Collected data:
§

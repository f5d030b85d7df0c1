use std::fmt;
use std::path::Path;

use itertools::{EitherOrBoth, Itertools};

use crate::CompareError;

/// The first line where the output of the candidate differs from the expected one.
#[derive(Debug, Clone, PartialEq, Eq)]
pub struct Mismatch {
    /// 1-based line number.
    pub line: usize,
    /// The line of the input with the same number, if any.
    pub input: Option<Vec<u8>>,
    /// The line of the expected output, `None` if the expected output is shorter.
    pub expected: Option<Vec<u8>>,
    /// The line of the actual output, `None` if the actual output is shorter.
    pub actual: Option<Vec<u8>>,
}

impl fmt::Display for Mismatch {
    fn fmt(&self, f: &mut fmt::Formatter<'_>) -> fmt::Result {
        let show = |line: &Option<Vec<u8>>| match line {
            Some(line) => format!("^{}$", String::from_utf8_lossy(line)),
            None => "<end of file>".to_string(),
        };
        writeln!(f, "Input:{}", show(&self.input))?;
        writeln!(f, "Output:{}", show(&self.actual))?;
        write!(f, "Expected:{}", show(&self.expected))
    }
}

/// The lines of `content`, without their `\n`. A final line without `\n` still counts.
fn lines(content: &[u8]) -> impl Iterator<Item = &[u8]> {
    let body = content.strip_suffix(b"\n").unwrap_or(content);
    let empty = content.is_empty();
    body.split(|&b| b == b'\n').filter(move |_| !empty)
}

/// Find the first line where `actual` differs from `expected`, comparing the lines byte by
/// byte. `None` means the two have the same lines.
pub fn first_mismatch(input: &[u8], expected: &[u8], actual: &[u8]) -> Option<Mismatch> {
    let mut input = lines(input);
    lines(expected)
        .zip_longest(lines(actual))
        .enumerate()
        .find_map(|(index, pair)| {
            let input = input.next();
            let (expected, actual) = match pair {
                EitherOrBoth::Both(e, a) if e == a => return None,
                EitherOrBoth::Both(e, a) => (Some(e), Some(a)),
                EitherOrBoth::Left(e) => (Some(e), None),
                EitherOrBoth::Right(a) => (None, Some(a)),
            };
            Some(Mismatch {
                line: index + 1,
                input: input.map(<[u8]>::to_vec),
                expected: expected.map(<[u8]>::to_vec),
                actual: actual.map(<[u8]>::to_vec),
            })
        })
}

/// Same as [`first_mismatch`], reading the three files.
pub fn first_mismatch_in_files<P, Q, R>(
    input: P,
    expected: Q,
    actual: R,
) -> Result<Option<Mismatch>, CompareError>
where
    P: AsRef<Path>,
    Q: AsRef<Path>,
    R: AsRef<Path>,
{
    let read = |path: &Path| {
        std::fs::read(path).map_err(|source| CompareError::Open {
            path: path.to_owned(),
            source,
        })
    };
    Ok(first_mismatch(
        &read(input.as_ref())?,
        &read(expected.as_ref())?,
        &read(actual.as_ref())?,
    ))
}

#[cfg(test)]
mod tests {
    use pretty_assertions::assert_eq;

    use super::*;

    #[test]
    fn test_lines() {
        assert_eq!(lines(b"").count(), 0);
        assert_eq!(lines(b"\n").collect::<Vec<_>>(), vec![b"" as &[u8]]);
        assert_eq!(lines(b"a\nb").collect::<Vec<_>>(), vec![b"a" as &[u8], b"b"]);
        assert_eq!(lines(b"a\nb\n").collect::<Vec<_>>(), vec![b"a" as &[u8], b"b"]);
    }

    #[test]
    fn test_no_mismatch() {
        assert_eq!(first_mismatch(b"1 2\n", b"3\n", b"3\n"), None);
        assert_eq!(first_mismatch(b"", b"3", b"3\n"), None);
        assert_eq!(first_mismatch(b"", b"", b""), None);
    }

    #[test]
    fn test_mismatch() {
        let res = first_mismatch(b"1\n2\n3\n", b"a\nb\nc\n", b"a\nx\nc\n");
        assert_eq!(
            res,
            Some(Mismatch {
                line: 2,
                input: Some(b"2".to_vec()),
                expected: Some(b"b".to_vec()),
                actual: Some(b"x".to_vec()),
            })
        );
        assert_eq!(
            res.unwrap().to_string(),
            "Input:^2$\nOutput:^x$\nExpected:^b$"
        );
    }

    #[test]
    fn test_shorter_output() {
        let res = first_mismatch(b"7\n", b"a\nb\n", b"a\n").unwrap();
        assert_eq!(res.line, 2);
        assert_eq!(res.input, None);
        assert_eq!(res.expected, Some(b"b".to_vec()));
        assert_eq!(res.actual, None);
        assert!(res.to_string().contains("Output:<end of file>"));
    }

    #[test]
    fn test_trailing_space_is_a_mismatch() {
        let res = first_mismatch(b"", b"5\n", b"5 \n").unwrap();
        assert_eq!(res.line, 1);
    }
}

§

▶ **AIM OF THE TASK**
Each line from the one with "use pretty_assertions::assert_eq;" through the last line of the records above must be retyped exactly, and no other line may be given.

▶ **ANSWER BOX**
    use pretty_assertions::assert_eq;

    use super::*;

    #[test]
    fn test_lines() {
        assert_eq!(lines(b"").count(), 0);
        assert_eq!(lines(b"\n").collect::<Vec<_>>(), vec![b"" as &[u8]]);
        assert_eq!(lines(b"a\nb").collect::<Vec<_>>(), vec![b"a" as &[u8], b"b"]);
        assert_eq!(lines(b"a\nb\n").collect::<Vec<_>>(), vec![b"a" as &[u8], b"b"]);
    }

    #[test]
    fn test_no_mismatch() {
        assert_eq!(first_mismatch(b"1 2\n", b"3\n", b"3\n"), None);
        assert_eq!(first_mismatch(b"", b"3", b"3\n"), None);
        assert_eq!(first_mismatch(b"", b"", b""), None);
    }

    #[test]
    fn test_mismatch() {
        let res = first_mismatch(b"1\n2\n3\n", b"a\nb\nc\n", b"a\nx\nc\n");
        assert_eq!(
            res,
            Some(Mismatch {
                line: 2,
                input: Some(b"2".to_vec()),
                expected: Some(b"b".to_vec()),
                actual: Some(b"x".to_vec()),
            })
        );
        assert_eq!(
            res.unwrap().to_string(),
            "Input:^2$\nOutput:^x$\nExpected:^b$"
        );
    }

    #[test]
    fn test_shorter_output() {
        let res = first_mismatch(b"7\n", b"a\nb\n", b"a\n").unwrap();
        assert_eq!(res.line, 2);
        assert_eq!(res.input, None);
        assert_eq!(res.expected, Some(b"b".to_vec()));
        assert_eq!(res.actual, None);
        assert!(res.to_string().contains("Output:<end of file>"));
    }

    #[test]
    fn test_trailing_space_is_a_mismatch() {
        let res = first_mismatch(b"", b"5\n", b"5 \n").unwrap();
        assert_eq!(res.line, 1);
    }
}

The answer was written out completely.